Sigma Investments and Ingot are members of the three member consortium which signed cooperation protocol with Egyptian government to establish a US$35–50m worth electronic Egyptian Commodities Exchange in Egypt as the first ever country in the MENA region; it will facilitate the well being of the small farmers and supply of products at reasonable prices abolishing the monopoly of goods.

==Achievements and awards==
- ’Outstanding Woman Financial Innovation Leader in Middle East’ at the ‘Asian Digital Finance Forum and Awards’ in 2022.
- Forbes magazine's Middle East edition, published in 2020 ranked Iman Mutlaq to 30th position in a list of "Power Businesswomen in The Middle East 2020”.
- Forbes magazine's Middle East edition, published in 2019 ranked Iman Mutlaq to 18th position in a list of "Women Leading Top Companies in the Middle East”.

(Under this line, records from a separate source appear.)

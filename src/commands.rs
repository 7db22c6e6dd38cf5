//! CLI Command Handlers
//!
//! Each handler takes its CLI args, the resolved settings and an Output,
//! and returns an ExitCode.

use anyhow::Result;
use serde::Serialize;
use tracing::{debug, warn};

use crate::api::BlipClient;
use crate::cli::{
    DiscoverCmd, ExitCode, Output, PlatformInfo, PlatformsCmd, RateCmd, RateResponse, WatchlistCmd,
};
use crate::config::Settings;
use crate::discovery::PlatformSet;
use crate::merge::merge_by_id;
use crate::models::{Movie, Opinion, Platform, WatchlistPage};

/// Upper bound on pages fetched by `watchlist --all`
pub const MAX_PAGES: u32 = 200;

fn client_for(settings: &Settings) -> BlipClient {
    BlipClient::new(&settings.api_url, settings.user_id)
}

fn movie_lines(movies: &[Movie]) -> Vec<String> {
    movies
        .iter()
        .map(|m| {
            let platforms = m
                .platforms
                .iter()
                .map(|p| p.wire_name())
                .collect::<Vec<_>>()
                .join(", ");
            format!("{:>8}  {}  [{}]", m.id, m, platforms)
        })
        .collect()
}

fn print_movies<T: Serialize>(output: &Output, data: T, movies: &[Movie]) -> ExitCode {
    match output.print_lines(data, &movie_lines(movies)) {
        Ok(()) => ExitCode::Success,
        Err(e) => output.error(format!("Failed to serialize: {}", e), ExitCode::Error),
    }
}

// =============================================================================
// Discover Command
// =============================================================================

pub async fn discover_cmd(cmd: DiscoverCmd, settings: &Settings, output: &Output) -> ExitCode {
    let platforms: PlatformSet = if cmd.platforms.is_empty() {
        settings.platforms.clone()
    } else {
        cmd.platforms.into_iter().collect()
    };
    if platforms.is_empty() {
        return output.error("No platforms selected", ExitCode::InvalidArgs);
    }

    let client = client_for(settings);
    let names = platforms.iter().map(|p| p.wire_name()).collect::<Vec<_>>();
    output.info(format!("Discovering on: {}", names.join(", ")));

    match client.discover(&platforms.to_vec()).await {
        Ok(mut movies) => {
            if let Some(limit) = cmd.limit {
                movies.truncate(limit);
            }
            if movies.is_empty() {
                return output.error(
                    "No movie found. Please modify your filters.",
                    ExitCode::NoMovies,
                );
            }
            print_movies(output, &movies, &movies)
        }
        Err(e) => output.error(format!("Discovery failed: {}", e), ExitCode::NetworkError),
    }
}

// =============================================================================
// Rate Command
// =============================================================================

pub async fn rate_cmd(cmd: RateCmd, settings: &Settings, output: &Output) -> ExitCode {
    let client = client_for(settings);
    let opinion = Opinion::from(cmd.opinion);

    output.info(format!("Rating movie {}: {}", cmd.movie_id, opinion));

    match client.record_opinion(cmd.movie_id, opinion).await {
        Ok(()) => {
            let response = RateResponse {
                status: "ok".to_string(),
                movie_id: cmd.movie_id,
                opinion,
            };
            let line = format!("Recorded \"{}\" for movie {}", opinion, cmd.movie_id);
            match output.print_lines(&response, &[line]) {
                Ok(()) => ExitCode::Success,
                Err(e) => output.error(format!("Failed to serialize: {}", e), ExitCode::Error),
            }
        }
        Err(e) => output.error(
            format!("Failed to record opinion: {}", e),
            ExitCode::NetworkError,
        ),
    }
}

// =============================================================================
// Watchlist Command
// =============================================================================

pub async fn watchlist_cmd(cmd: WatchlistCmd, settings: &Settings, output: &Output) -> ExitCode {
    if cmd.page == 0 {
        return output.error("Pages start at 1", ExitCode::InvalidArgs);
    }

    let client = client_for(settings);
    let opinion = Opinion::from(cmd.opinion);

    let result = if cmd.all {
        output.info(format!("Fetching every \"{}\" page...", opinion));
        fetch_all(&client, opinion).await
    } else {
        output.info(format!("Fetching \"{}\" page {}...", opinion, cmd.page));
        client.user_movies(opinion, cmd.page).await
    };

    match result {
        Ok(page) => print_movies(output, &page, &page.movies),
        Err(e) => output.error(
            format!("Watchlist fetch failed: {}", e),
            ExitCode::NetworkError,
        ),
    }
}

/// Fetch pages until the backend reports no more, folding them with the
/// same id-keyed merge the TUI uses
pub async fn fetch_all(client: &BlipClient, opinion: Opinion) -> Result<WatchlistPage> {
    let mut movies = Vec::new();
    let mut has_more = true;
    let mut page = 1;

    while has_more && page <= MAX_PAGES {
        let batch = client.user_movies(opinion, page).await?;
        debug!(page, count = batch.movies.len(), "fetched page");
        has_more = batch.has_more && !batch.movies.is_empty();
        movies = merge_by_id(movies, batch.movies);
        page += 1;
    }

    if has_more {
        warn!(max = MAX_PAGES, "stopped before the last page");
    }

    Ok(WatchlistPage { movies, has_more })
}

// =============================================================================
// Platforms Command
// =============================================================================

pub async fn platforms_cmd(_cmd: PlatformsCmd, settings: &Settings, output: &Output) -> ExitCode {
    let platforms: Vec<PlatformInfo> = Platform::ALL
        .iter()
        .map(|p| PlatformInfo {
            name: p.wire_name().to_string(),
            slug: p.slug().to_string(),
            default: settings.platforms.contains(*p),
        })
        .collect();

    let lines: Vec<String> = platforms
        .iter()
        .map(|p| {
            let mark = if p.default { "*" } else { " " };
            format!("{} {:<16} {}", mark, p.slug, p.name)
        })
        .collect();

    match output.print_lines(&platforms, &lines) {
        Ok(()) => ExitCode::Success,
        Err(e) => output.error(format!("Failed to serialize: {}", e), ExitCode::Error),
    }
}
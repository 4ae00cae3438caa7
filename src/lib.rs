//! Duty list service
//!
//! Library exports for the server binary, the client and tests.

pub mod api;
pub mod client;
pub mod config;
pub mod db;
pub mod error;
pub mod models;
pub mod state;

pub use config::Config;
pub use error::{Error, Result};
pub use state::AppState;
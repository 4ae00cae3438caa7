//! HTTP client for the duty list API.
//!
//! [`DutyClient`] speaks to the four `/api/todos` endpoints;
//! [`DutyBoard`] keeps the state a list view needs on top of it.

mod board;

pub use board::*;

use reqwest::{Client, Response};
use tracing::debug;
use url::Url;

use crate::config::ClientConfig;
use crate::db::Duty;
use crate::models::{DutyInput, ErrorResponse, MessageResponse};
use crate::{Error, Result};

/// Client for the duty list API.
#[derive(Clone)]
pub struct DutyClient {
    client: Client,
    base_url: Url,
}

impl DutyClient {
    /// Create a client for the backend at `config.base_url`.
    pub fn new(config: &ClientConfig) -> Result<Self> {
        let client = Client::builder()
            .timeout(config.timeout)
            .user_agent(concat!("duties/", env!("CARGO_PKG_VERSION")))
            .build()?;

        // Keep any path prefix on the base URL when joining endpoints
        let mut base_url = Url::parse(&config.base_url)?;
        if !base_url.path().ends_with('/') {
            let path = format!("{}/", base_url.path());
            base_url.set_path(&path);
        }

        Ok(Self { client, base_url })
    }

    pub fn base_url(&self) -> &Url {
        &self.base_url
    }

    fn collection_url(&self) -> Result<Url> {
        Ok(self.base_url.join("api/todos")?)
    }

    fn item_url(&self, id: &str) -> Result<Url> {
        Ok(self
            .base_url
            .join(&format!("api/todos/{}", urlencoding::encode(id)))?)
    }

    /// Fetch every duty, newest first.
    pub async fn list(&self) -> Result<Vec<Duty>> {
        let url = self.collection_url()?;
        debug!(%url, "Fetching duties");

        let response = self.client.get(url).send().await?;
        Ok(check(response).await?.json().await?)
    }

    /// Create a duty and return the stored record.
    pub async fn create(&self, name: &str) -> Result<Duty> {
        let url = self.collection_url()?;
        debug!(%url, "Creating duty");

        let response = self
            .client
            .post(url)
            .json(&DutyInput::named(name))
            .send()
            .await?;
        Ok(check(response).await?.json().await?)
    }

    /// Rename a duty.
    pub async fn update(&self, id: &str, name: &str) -> Result<MessageResponse> {
        let url = self.item_url(id)?;
        debug!(%url, "Updating duty");

        let response = self
            .client
            .put(url)
            .json(&DutyInput::named(name))
            .send()
            .await?;
        Ok(check(response).await?.json().await?)
    }

    /// Delete a duty.
    pub async fn delete(&self, id: &str) -> Result<MessageResponse> {
        let url = self.item_url(id)?;
        debug!(%url, "Deleting duty");

        let response = self.client.delete(url).send().await?;
        Ok(check(response).await?.json().await?)
    }
}

/// Turn a non-2xx response into [`Error::Api`], keeping the server's message.
async fn check(response: Response) -> Result<Response> {
    let status = response.status();
    if status.is_success() {
        return Ok(response);
    }

    let text = response.text().await.unwrap_or_default();
    let message = serde_json::from_str::<ErrorResponse>(&text)
        .map(|body| body.error)
        .unwrap_or_else(|_| format!("Request failed with status code {}", status.as_u16()));

    Err(Error::Api {
        status: status.as_u16(),
        message,
    })
}

#[cfg(test)]
mod tests {
    use super::*;

    #[test]
    fn test_base_url_keeps_path_prefix() {
        let client = DutyClient::new(&ClientConfig::new("http://localhost:8000/backend")).unwrap();
        assert_eq!(
            client.collection_url().unwrap().as_str(),
            "http://localhost:8000/backend/api/todos"
        );
    }

    #[test]
    fn test_item_url_encodes_id() {
        let client = DutyClient::new(&ClientConfig::new("http://localhost:8000")).unwrap();
        assert_eq!(
            client.item_url("a b/c").unwrap().as_str(),
            "http://localhost:8000/api/todos/a%20b%2Fc"
        );
    }

    #[test]
    fn test_invalid_base_url_is_config_error() {
        let result = DutyClient::new(&ClientConfig::new("not a url"));
        assert!(matches!(result, Err(Error::Config(_))));
    }
}
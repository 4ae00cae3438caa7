//! Common test utilities and helpers.

#![allow(dead_code)]

use axum_test::TestServer;
use duties::api;
use duties::db::{self, DbPool, Duty, PoolConfig};
use duties::models::DutyName;
use duties::AppState;
use std::time::Duration;

/// Create an in-memory database with the schema applied and no rows.
pub async fn setup_test_db() -> DbPool {
    let pool = db::init_pool(":memory:", PoolConfig::test())
        .await
        .expect("Failed to create test database");
    db::initialize_schema(&pool)
        .await
        .expect("Failed to apply schema");
    pool
}

/// Build the full application (routes, CORS, tracing) over the given pool.
pub fn build_test_server(pool: DbPool) -> TestServer {
    let app = api::app(AppState::new(pool), Duration::from_secs(84600));
    TestServer::new(app).expect("Failed to create test server")
}

/// Build a test server over a fresh, empty database.
pub async fn build_test_app() -> (TestServer, DbPool) {
    let pool = setup_test_db().await;
    let server = build_test_server(pool.clone());
    (server, pool)
}

/// Insert a duty directly into the store.
pub async fn insert_duty(pool: &DbPool, name: &str) -> Duty {
    let name = DutyName::parse(Some(name)).expect("valid test name");
    db::create_duty(pool, &name)
        .await
        .expect("Failed to insert test duty")
}
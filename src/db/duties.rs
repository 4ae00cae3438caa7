//! Duty database queries.
//!
//! Every operation is a single parameterized statement. Update and delete
//! report the affected row count so callers can tell a miss from a hit.

use serde::{Deserialize, Serialize};
use sqlx::FromRow;

use super::DbPool;
use crate::models::{DutyId, DutyName};
use crate::Result;

/// Duty record from the database.
#[derive(Debug, Clone, PartialEq, Eq, FromRow, Serialize, Deserialize)]
pub struct Duty {
    pub id: String,
    pub name: String,
    #[serde(default)]
    pub created_at: String,
    #[serde(default)]
    pub updated_at: String,
}

/// List all duties, newest first.
///
/// Rows created within the same millisecond fall back to insertion order.
pub async fn list_duties(pool: &DbPool) -> Result<Vec<Duty>> {
    let duties = sqlx::query_as::<_, Duty>(
        r#"
        SELECT id, name, created_at, updated_at
        FROM todos
        ORDER BY created_at DESC, rowid DESC
        "#,
    )
    .fetch_all(pool)
    .await?;

    Ok(duties)
}

/// Insert a duty and return the stored record.
///
/// The id and both timestamps come from column defaults.
pub async fn create_duty(pool: &DbPool, name: &DutyName) -> Result<Duty> {
    let duty = sqlx::query_as::<_, Duty>(
        r#"
        INSERT INTO todos (name)
        VALUES (?)
        RETURNING id, name, created_at, updated_at
        "#,
    )
    .bind(name.as_str())
    .fetch_one(pool)
    .await?;

    Ok(duty)
}

/// Rename a duty. Returns the number of rows affected.
pub async fn update_duty_name(pool: &DbPool, id: &DutyId, name: &DutyName) -> Result<u64> {
    let result = sqlx::query("UPDATE todos SET name = ? WHERE id = ?")
        .bind(name.as_str())
        .bind(id.to_string())
        .execute(pool)
        .await?;

    Ok(result.rows_affected())
}

/// Delete a duty. Returns the number of rows affected.
pub async fn delete_duty(pool: &DbPool, id: &DutyId) -> Result<u64> {
    let result = sqlx::query("DELETE FROM todos WHERE id = ?")
        .bind(id.to_string())
        .execute(pool)
        .await?;

    Ok(result.rows_affected())
}

/// Count all duties.
pub async fn count_duties(pool: &DbPool) -> Result<i64> {
    let (count,): (i64,) = sqlx::query_as("SELECT COUNT(*) FROM todos")
        .fetch_one(pool)
        .await?;

    Ok(count)
}
//! Data models for the duty list.
//!
//! Defines the validated input types shared by the HTTP handlers,
//! the store queries and the client.

mod duty;

pub use duty::*;
//! Duty Routes
//!
//! CRUD operations for duties.
//!
//! Routes:
//! - GET /api/todos - List all duties, newest first
//! - POST /api/todos - Create a duty
//! - PUT /api/todos/:id - Rename a duty
//! - DELETE /api/todos/:id - Delete a duty

use axum::{
    extract::{rejection::JsonRejection, Path, State},
    http::StatusCode,
    routing::{get, put},
    Json, Router,
};
use tracing::{debug, info};

use crate::db::{self, Duty};
use crate::models::{DutyId, DutyInput, DutyName, MessageResponse};
use crate::{AppState, Error, Result};

/// Build duty routes.
pub fn routes() -> Router<AppState> {
    Router::new()
        .route("/", get(list_duties).post(create_duty))
        .route("/:id", put(update_duty).delete(delete_duty))
}

/// Pull the candidate name out of a request body.
///
/// A body that is not JSON, or whose `name` is not a string, counts as a
/// missing name.
fn candidate_name(payload: std::result::Result<Json<DutyInput>, JsonRejection>) -> Option<String> {
    match payload {
        Ok(Json(input)) => input.name,
        Err(rejection) => {
            debug!(error = %rejection, "Unreadable duty body");
            None
        }
    }
}

// ============================================================================
// Handlers
// ============================================================================

/// List all duties.
///
/// GET /api/todos
#[axum::debug_handler]
async fn list_duties(State(state): State<AppState>) -> Result<Json<Vec<Duty>>> {
    let duties = db::list_duties(&state.db)
        .await
        .map_err(Error::into_fetch_failed)?;

    Ok(Json(duties))
}

/// Create a new duty.
///
/// POST /api/todos
///
/// Returns the stored record, including the generated id.
#[axum::debug_handler]
async fn create_duty(
    State(state): State<AppState>,
    payload: std::result::Result<Json<DutyInput>, JsonRejection>,
) -> Result<(StatusCode, Json<Duty>)> {
    let name = DutyName::parse(candidate_name(payload).as_deref())?;

    let duty = db::create_duty(&state.db, &name).await?;
    info!(id = %duty.id, "Created duty");

    Ok((StatusCode::CREATED, Json(duty)))
}

/// Rename a duty.
///
/// PUT /api/todos/:id
///
/// The id is validated before the body is looked at.
#[axum::debug_handler]
async fn update_duty(
    State(state): State<AppState>,
    Path(id): Path<String>,
    payload: std::result::Result<Json<DutyInput>, JsonRejection>,
) -> Result<Json<MessageResponse>> {
    let id = DutyId::parse(&id)?;
    let name = DutyName::parse(candidate_name(payload).as_deref())?;

    if db::update_duty_name(&state.db, &id, &name).await? == 0 {
        return Err(Error::NotFound("Duty updated failed".into()));
    }
    info!(%id, "Updated duty");

    Ok(Json(MessageResponse::new("Duty updated successfully")))
}

/// Delete a duty.
///
/// DELETE /api/todos/:id
#[axum::debug_handler]
async fn delete_duty(
    State(state): State<AppState>,
    Path(id): Path<String>,
) -> Result<Json<MessageResponse>> {
    let id = DutyId::parse(&id)?;

    if db::delete_duty(&state.db, &id).await? == 0 {
        return Err(Error::NotFound("Duty not found".into()));
    }
    info!(%id, "Deleted duty");

    Ok(Json(MessageResponse::new("Duty deleted successfully")))
}
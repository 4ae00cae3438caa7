//! Duty list server
//!
//! Serves the duty CRUD API over HTTP, backed by SQLite.

use std::net::SocketAddr;

use anyhow::Context;
use tokio::net::TcpListener;
use tokio::signal;
use tracing::{error, info};
use tracing_subscriber::{layer::SubscriberExt, util::SubscriberInitExt, EnvFilter};

use duties::config::LogFormat;
use duties::{api, db, AppState, Config};

#[tokio::main]
async fn main() -> anyhow::Result<()> {
    // Load configuration
    let config = Config::from_env().context("Failed to load configuration")?;

    init_tracing(config.logging.format);

    info!(
        "Starting duty list server on {}:{}",
        config.server.host, config.server.port
    );

    // Construct the pool and prepare the store before serving anything
    let pool = db::init_pool(
        &config.database.path,
        db::PoolConfig::from_database_config(&config.database),
    )
    .await
    .context("Failed to construct database pool")?;

    db::initialize(&pool, &config.bootstrap)
        .await
        .context("Database setup failed")?;

    let app = api::app(AppState::new(pool.clone()), config.server.cors_max_age);

    let addr: SocketAddr = format!("{}:{}", config.server.host, config.server.port)
        .parse()
        .context("Invalid listen address")?;

    let listener = TcpListener::bind(addr)
        .await
        .with_context(|| format!("Failed to bind {}", addr))?;
    info!("Server running on {}", addr);

    axum::serve(listener, app)
        .with_graceful_shutdown(shutdown_signal())
        .await
        .context("Server error")?;

    info!("Server shutting down, closing database pool");
    pool.close().await;

    Ok(())
}

fn init_tracing(format: LogFormat) {
    let filter = EnvFilter::try_from_default_env()
        .unwrap_or_else(|_| "duties=debug,tower_http=debug".into());
    let registry = tracing_subscriber::registry().with(filter);

    match format {
        LogFormat::Pretty => registry.with(tracing_subscriber::fmt::layer()).init(),
        LogFormat::Json => registry
            .with(tracing_subscriber::fmt::layer().json())
            .init(),
    }
}

async fn shutdown_signal() {
    let ctrl_c = async {
        match signal::ctrl_c().await {
            Ok(()) => info!("Received Ctrl+C, shutting down"),
            Err(e) => {
                error!(error = %e, "Failed to install Ctrl+C handler");
                std::future::pending::<()>().await;
            }
        }
    };

    #[cfg(unix)]
    let terminate = async {
        match signal::unix::signal(signal::unix::SignalKind::terminate()) {
            Ok(mut stream) => {
                stream.recv().await;
                info!("Received terminate signal, shutting down");
            }
            Err(e) => {
                error!(error = %e, "Failed to install terminate handler");
                std::future::pending::<()>().await;
            }
        }
    };

    #[cfg(not(unix))]
    let terminate = std::future::pending::<()>();

    tokio::select! {
        _ = ctrl_c => {},
        _ = terminate => {},
    }
}
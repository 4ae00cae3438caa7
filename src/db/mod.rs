//! Database layer for the duty list.
//!
//! Provides SQLite connection pooling, the startup bootstrap routine
//! and the duty queries.

mod bootstrap;
mod duties;
mod pool;

pub use bootstrap::*;
pub use duties::*;
pub use pool::*;

use crate::Result;
use std::path::Path;
use tracing::info;

/// Type alias for the SQLite connection pool.
pub type DbPool = sqlx::SqlitePool;

/// Construct the database connection pool.
///
/// Creates parent directories if needed. Connections are opened lazily,
/// so an unreachable store surfaces in the bootstrap probe where it can
/// be retried.
pub async fn init_pool(path: &str, config: PoolConfig) -> Result<DbPool> {
    if let Some(parent) = Path::new(path).parent() {
        if !parent.as_os_str().is_empty() {
            tokio::fs::create_dir_all(parent)
                .await
                .map_err(|e| crate::Error::Internal(format!("Failed to create {:?}: {}", parent, e)))?;
        }
    }

    let options = config.build_connect_options(path)?;
    let pool = config.build_pool_options().connect_lazy_with(options);

    info!("Database pool initialized: {}", path);

    Ok(pool)
}

/// Apply the schema from schema.sql.
///
/// Uses IF NOT EXISTS clauses so it's safe to run multiple times.
pub async fn initialize_schema(pool: &DbPool) -> Result<()> {
    let schema = include_str!("../../schema.sql");

    info!("Initializing database schema");

    // Split by semicolons and execute each statement
    for statement in schema.split(';') {
        // Strip comment lines, keeping only actual SQL
        let clean_stmt: String = statement
            .lines()
            .filter(|line| !line.trim().starts_with("--"))
            .collect::<Vec<_>>()
            .join("\n");
        let clean_stmt = clean_stmt.trim();
        if clean_stmt.is_empty() {
            continue;
        }
        sqlx::query(clean_stmt).execute(pool).await?;
    }

    info!("Database schema initialized successfully");

    Ok(())
}

#[cfg(test)]
mod tests {
    use super::*;

    #[tokio::test]
    async fn test_schema_initialization() {
        let pool = init_pool(":memory:", PoolConfig::test()).await.unwrap();
        initialize_schema(&pool).await.unwrap();

        let tables: Vec<(String,)> = sqlx::query_as(
            "SELECT name FROM sqlite_master WHERE type='table' AND name NOT LIKE 'sqlite_%' ORDER BY name"
        )
        .fetch_all(&pool)
        .await
        .unwrap();
        let table_names: Vec<&str> = tables.iter().map(|(n,)| n.as_str()).collect();
        assert_eq!(table_names, vec!["todos"]);

        let indexes: Vec<(String,)> = sqlx::query_as(
            "SELECT name FROM sqlite_master WHERE type='index' AND tbl_name='todos' AND name NOT LIKE 'sqlite_%'"
        )
        .fetch_all(&pool)
        .await
        .unwrap();
        assert_eq!(indexes, vec![("todos_created_at_index".to_string(),)]);
    }

    #[tokio::test]
    async fn test_schema_initialization_is_repeatable() {
        let pool = init_pool(":memory:", PoolConfig::test()).await.unwrap();
        initialize_schema(&pool).await.unwrap();
        initialize_schema(&pool).await.unwrap();
    }

    #[tokio::test]
    async fn test_init_pool_creates_parent_directories() {
        let dir = tempfile::tempdir().unwrap();
        let path = dir.path().join("nested/data/duties.db");

        let pool = init_pool(path.to_str().unwrap(), PoolConfig::test())
            .await
            .unwrap();
        health_check(&pool).await.unwrap();

        assert!(path.exists());
    }
}
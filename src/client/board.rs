//! List view state for the duty list.
//!
//! The board never edits its list locally. Every successful mutation is
//! followed by a full refetch so concurrent editors converge on what the
//! server holds. Failures land in a single error dialog as a flat string.

use tracing::warn;

use super::DutyClient;
use crate::db::Duty;
use crate::models::MAX_NAME_LEN;

/// Form message for an empty duty.
pub const REQUIRED_MESSAGE: &str = "Please input your duty!";

/// Form message for an over-long duty.
pub const TOO_LONG_MESSAGE: &str = "Duty must be at most 255 characters";

/// Check a name typed into the add or edit form.
///
/// Rejected input never reaches the server.
pub fn validate_form_input(input: &str) -> std::result::Result<&str, &'static str> {
    if input.is_empty() {
        return Err(REQUIRED_MESSAGE);
    }
    if input.chars().count() > MAX_NAME_LEN {
        return Err(TOO_LONG_MESSAGE);
    }
    Ok(input)
}

/// Top-level view state: the list plus the edit and error dialogs.
pub struct DutyBoard {
    client: DutyClient,
    todos: Vec<Duty>,
    editing: Option<Duty>,
    error: Option<String>,
}

impl DutyBoard {
    pub fn new(client: DutyClient) -> Self {
        Self {
            client,
            todos: Vec::new(),
            editing: None,
            error: None,
        }
    }

    /// Create the board and load the list, as a view does when mounted.
    pub async fn mount(client: DutyClient) -> Self {
        let mut board = Self::new(client);
        board.refresh().await;
        board
    }

    pub fn todos(&self) -> &[Duty] {
        &self.todos
    }

    /// The duty open in the edit dialog, if any.
    pub fn editing(&self) -> Option<&Duty> {
        self.editing.as_ref()
    }

    /// Message shown in the error dialog, if it is open.
    pub fn error(&self) -> Option<&str> {
        self.error.as_deref()
    }

    pub fn dismiss_error(&mut self) {
        self.error = None;
    }

    fn show_error(&mut self, message: String) {
        warn!(%message, "Duty board error");
        self.error = Some(message);
    }

    /// Replace the list with the server's current one.
    ///
    /// On failure the previous list stays on screen.
    pub async fn refresh(&mut self) {
        match self.client.list().await {
            Ok(todos) => self.todos = todos,
            Err(e) => self.show_error(format!("Error fetching todos: {}", e)),
        }
    }

    /// Add a duty typed into the input form.
    pub async fn add(&mut self, input: &str) -> std::result::Result<(), &'static str> {
        let name = validate_form_input(input)?;

        match self.client.create(name).await {
            Ok(_) => self.refresh().await,
            Err(e) => self.show_error(format!("Error adding todos: {}", e)),
        }
        Ok(())
    }

    pub async fn remove(&mut self, id: &str) {
        match self.client.delete(id).await {
            Ok(_) => self.refresh().await,
            Err(e) => self.show_error(format!("Error deleting todo: {}", e)),
        }
    }

    /// Open the edit dialog for a duty.
    pub fn open_editor(&mut self, duty: Duty) {
        self.editing = Some(duty);
    }

    pub fn cancel_edit(&mut self) {
        self.editing = None;
    }

    /// Save the edit dialog.
    ///
    /// The dialog closes once the input passes validation, whatever the
    /// server answers. Without an open dialog nothing is sent.
    pub async fn save_edit(&mut self, input: &str) -> std::result::Result<(), &'static str> {
        let name = validate_form_input(input)?;
        let Some(duty) = self.editing.take() else {
            return Ok(());
        };

        match self.client.update(&duty.id, name).await {
            Ok(_) => self.refresh().await,
            Err(e) => self.show_error(format!("Error updating todo: {}", e)),
        }
        Ok(())
    }
}

#[cfg(test)]
mod tests {
    use super::*;

    #[test]
    fn test_form_requires_input() {
        assert_eq!(validate_form_input(""), Err(REQUIRED_MESSAGE));
    }

    #[test]
    fn test_form_caps_length() {
        let long = "x".repeat(MAX_NAME_LEN + 1);
        assert_eq!(validate_form_input(&long), Err(TOO_LONG_MESSAGE));
        assert!(validate_form_input(&long[..MAX_NAME_LEN]).is_ok());
    }
}
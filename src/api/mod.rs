//! API Routes for the duty list
//!
//! This module combines all API routes into a single router and applies
//! the cross-origin policy and request tracing.

mod duties;

use std::time::Duration;

use axum::http::Method;
use axum::Router;
use tower_http::cors::{Any, CorsLayer};
use tower_http::trace::TraceLayer;

use crate::AppState;

/// Build the API router.
///
/// Route structure:
/// - /api/todos - list and create
/// - /api/todos/:id - update and delete
pub fn routes() -> Router<AppState> {
    Router::new().nest("/api/todos", duties::routes())
}

/// Permissive cross-origin policy applied to every route.
pub fn cors(max_age: Duration) -> CorsLayer {
    CorsLayer::new()
        .allow_origin(Any)
        .allow_methods([
            Method::GET,
            Method::HEAD,
            Method::PUT,
            Method::PATCH,
            Method::POST,
            Method::DELETE,
        ])
        .allow_headers(Any)
        .max_age(max_age)
}

/// Build the complete application with state and middleware.
pub fn app(state: AppState, cors_max_age: Duration) -> Router {
    Router::new()
        .merge(routes())
        .layer(TraceLayer::new_for_http())
        .layer(cors(cors_max_age))
        .with_state(state)
}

- Forbes magazine's Middle East edition, published in 2016, 2017 and 2018 ranked Iman Mutlaq to 32nd, 41st and 38th positions respectively in a list of "The 100 Most Powerful Arab Businesswomen."
- Keynote Speaker at the first "Asia-Pacific Executives Forum" which was held at Hilton Hotel in Sri Lanka in 2017.
- Best Woman in the Corporate Sector at the AmCham MENA Council Women in Business Awards in 2016.
- Global Alliance Partners, a network of financial entities has elected Iman as the first female director at its Conference in New York City in 2016.
- Jordan's Top Businesswomen in 2015.
- Iman has been appointed "Goodwill Ambassador for Human Rights and Peace" in Jordan in 2014.